Por isso é preciso repetir o óbvio, anunciar aquilo que a própria natureza já anuncia, e denunciar o que a própria consciência já acusa. A verdade, natural ou revelada, não pode ser calada. Se os discípulos de Jesus se calarem “as pedras gritarão” (Lc 19,40).
Mãos à obra, portanto. A palavra “homossexualismo” é um neologismo de origem híbrida, grega e latina, e não existia nos tempos bíblicos. A palavra, não. O vício, sim. E muitas vezes a Bíblia condena tal vício, sem fazer uso de tal palavra. Não é exagero dizer que desde o Gênesis até o Apocalipse está presente tal condenação.
A primeira condenação, implícita mas muito forte, já encontramos no relato da criação do homem. Como coroamento de sua obra, Deus fez o homem “à sua imagem“. E o fez “varão e mulher“. Prossegue a Escritura: “Deus os abençoou e lhes disse: Sede fecundos, multiplicai-vos, enchei a terra e submetei-a” (Gn 1, 27-28). Esta passagem encerra a um dos fins da diferenciação sexual: a procriação. Será esta a única razão pela qual Deus criou dois sexos na espécie humana? Não. Homem e mulher são diferentes também para que se possam completar mutuamente. O isolamento do homem é descrito pelo Gênesis como um mal: “Não é bom que o homem esteja só. Vou fazer-lhe uma auxiliar que lhe corresponda” (Gn 2,18). Ao ver a mulher, tirada de seu lado, o homem exclama exultante: “Esta sim, é osso de meus ossos e carne de minha carne!“(Gn 2,23), ao contrário dos irracionais, que sendo inferiores a ele em natureza, não lhe podiam servir de companhia adequada. A união sexual é descrita no versículo seguinte: “Por isso um homem deixa seu pai e sua mãe, se une a sua mulher, e eles se tornam uma só carne“(Gn 2,24).
Aí está, de maneira magnífica, descrita a instituição do matrimônio e seu duplo fim: a geração da vida e a complementação dos cônjuges. Por natureza, homem e mulher são diferentes e complementares. O que falta no homem, sobeja na mulher e vice-versa. Daí sua atração mútua e a tendência de formar uma união estável e perpétua, apta à procriação e à educação da prole.
Ao estudar a fisiologia masculina e feminina, o biólogo sente-se impelido a louvar a Deus. Como Ele criou tudo com perfeição, de modo que o aparelho reprodutor do homem se acoplasse perfeitamente ao da mulher, que o gameta masculino se unisse ao feminino e que de tal união surgisse um outro ser humano, único e irrepetível!

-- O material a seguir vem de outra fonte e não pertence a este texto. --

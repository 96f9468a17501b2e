// sluice-rs - The Sluice SIP Proxy Engine
// Copyright (C) 2025 James Ferris <ferrous.communications@gmail.com>
// SPDX-License-Identifier: Apache-2.0 OR MIT

//! Typed SIP message model for the Sluice proxy engine.
//!
//! This crate holds the in-memory shapes the engine routes on — requests,
//! responses, headers, URIs — plus the small header-surgery helpers a proxy
//! needs (Via stacking, branch extraction, Max-Forwards). It deliberately
//! owns no wire grammar: parsing and serialization live behind the transport
//! boundary.

pub mod contact;
mod headers;
mod max_forwards;
mod method;
mod msg;
mod uri;

pub use contact::{format_contact, parse_contacts, Contact};
pub use headers::{Header, Headers};
pub use max_forwards::{decrement_max_forwards, MaxForwardsError};
pub use method::Method;
pub use msg::{reason_phrase, Request, RequestLine, Response, StatusLine};
pub use uri::SipUri;

use rand::{distributions::Alphanumeric, Rng};
use smol_str::SmolStr;

const MAGIC_COOKIE: &str = "z9hG4bK";

/// Returns the top-most Via header value of a request, if present.
pub fn top_via(req: &Request) -> Option<&SmolStr> {
    req.headers.get_all("Via").next()
}

/// Extracts the `branch=` parameter from a Via header string.
pub fn branch_from_via(via: &str) -> Option<&str> {
    via.split(';').skip(1).find_map(|part| {
        let mut split = part.splitn(2, '=');
        let name = split.next()?.trim();
        let value = split.next()?.trim();
        if name.eq_ignore_ascii_case("branch") {
            Some(value)
        } else {
            None
        }
    })
}

/// Returns the branch ID for the given request, if one is present.
pub fn request_branch_id(req: &Request) -> Option<SmolStr> {
    let via = top_via(req)?;
    let branch = branch_from_via(via)?;
    Some(SmolStr::new(branch.to_owned()))
}

/// Returns `true` if the branch carries the RFC 3261 magic cookie.
pub fn is_rfc3261_branch(branch: &str) -> bool {
    branch.len() > MAGIC_COOKIE.len() && branch.starts_with(MAGIC_COOKIE)
}

/// Generates a new RFC 3261 magic-cookie branch identifier.
pub fn generate_branch_id() -> SmolStr {
    let mut rng = rand::thread_rng();
    let suffix: String = (&mut rng)
        .sample_iter(&Alphanumeric)
        .take(16)
        .map(char::from)
        .collect();
    SmolStr::new(format!("{}{}", MAGIC_COOKIE, suffix))
}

Parece que estou falando o óbvio, mas é natural que a união sexual, se houver, haja entre um homem e uma mulher. Falar em sexo só tem sentido se houver dois sexos. Não dizemos que a ameba é um animal de um sexo só. Dizemos simplesmente que não tem sexo: é um assexuado.
A conjunção carnal de dois homens ou de duas mulheres não é uma união “sexual”, embora eles tentem fazer uso (antinatural) de seus órgãos reprodutores. Tal ato é totalmente avesso à reprodução e à complementação homem-mulher.
Na impossibilidade de realizarem o ato conjugal, que requer órgãos complementares (o pênis e a vagina), os pederastas e as lésbicas procuram fazer uso de outros, como o ânus e a boca. Ora, a boca pertence ao aparelho digestivo e o ânus tem evidentemente função excretora. Os atos de homossexualidade são, portanto, uma grosseiríssima caricatura do ato conjugal, tal como foi querido por Deus e inscrito na natureza.
É comum que quando falemos que no Congresso Nacional há políticos que defendam o “casamento” de homossexuais, as pessoas franzam a testa demonstrando repugnância. É perfeitamente natural que ao ser humano repugne aquilo que é antinatural. Por mais que os “sexólogos” e alguns autointitulados “psicólogos” insistam em defender tal aberração, o bom senso ainda não se afastou totalmente do povo. Encarar o homossexualismo com “naturalidade” é uma contradição. Seria como encarar a visão com “obscuridade” ou encarar as profundezas com “superficialidade”. Como é consolador que os pequeninos entendam isto! “Eu te louvo, ó Pai, Senhor do céu e da terra, porque ocultaste estas coisas aos sábios e entendidos, e as revelastes aos pequeninos” (Lc 9,21).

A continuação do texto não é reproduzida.